[Records contained in a dataset]

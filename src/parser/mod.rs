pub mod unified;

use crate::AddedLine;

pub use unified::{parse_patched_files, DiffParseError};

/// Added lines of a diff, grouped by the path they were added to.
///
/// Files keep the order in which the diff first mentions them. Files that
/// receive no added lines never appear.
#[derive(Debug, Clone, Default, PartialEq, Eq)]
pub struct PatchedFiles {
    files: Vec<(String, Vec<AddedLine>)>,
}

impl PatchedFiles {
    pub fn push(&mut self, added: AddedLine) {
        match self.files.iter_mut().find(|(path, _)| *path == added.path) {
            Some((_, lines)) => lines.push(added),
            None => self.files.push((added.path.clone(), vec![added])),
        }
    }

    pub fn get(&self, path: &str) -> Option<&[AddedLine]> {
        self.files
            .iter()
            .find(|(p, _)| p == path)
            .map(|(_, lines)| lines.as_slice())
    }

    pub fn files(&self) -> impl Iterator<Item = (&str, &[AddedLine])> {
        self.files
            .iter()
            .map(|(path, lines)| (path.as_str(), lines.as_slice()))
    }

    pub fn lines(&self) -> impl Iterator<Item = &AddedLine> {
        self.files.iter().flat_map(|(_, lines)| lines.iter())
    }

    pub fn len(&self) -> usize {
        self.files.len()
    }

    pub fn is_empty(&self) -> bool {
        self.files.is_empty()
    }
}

**PROBLEM REQUIREMENTS**
Without changing a single character, write out all of the entries.

**TASK OUTPUT**
filename src/parser/mod.rs
pub mod unified;

use crate::AddedLine;

pub use unified::{parse_patched_files, DiffParseError};

/// Added lines of a diff, grouped by the path they were added to.
///
/// Files keep the order in which the diff first mentions them. Files that
/// receive no added lines never appear.
#[derive(Debug, Clone, Default, PartialEq, Eq)]
pub struct PatchedFiles {
    files: Vec<(String, Vec<AddedLine>)>,
}

impl PatchedFiles {
    pub fn push(&mut self, added: AddedLine) {
        match self.files.iter_mut().find(|(path, _)| *path == added.path) {
            Some((_, lines)) => lines.push(added),
            None => self.files.push((added.path.clone(), vec![added])),
        }
    }

    pub fn get(&self, path: &str) -> Option<&[AddedLine]> {
        self.files
            .iter()
            .find(|(p, _)| p == path)
            .map(|(_, lines)| lines.as_slice())
    }

    pub fn files(&self) -> impl Iterator<Item = (&str, &[AddedLine])> {
        self.files
            .iter()
            .map(|(path, lines)| (path.as_str(), lines.as_slice()))
    }

    pub fn lines(&self) -> impl Iterator<Item = &AddedLine> {
        self.files.iter().flat_map(|(_, lines)| lines.iter())
    }

    pub fn len(&self) -> usize {
        self.files.len()
    }

    pub fn is_empty(&self) -> bool {
        self.files.is_empty()
    }
}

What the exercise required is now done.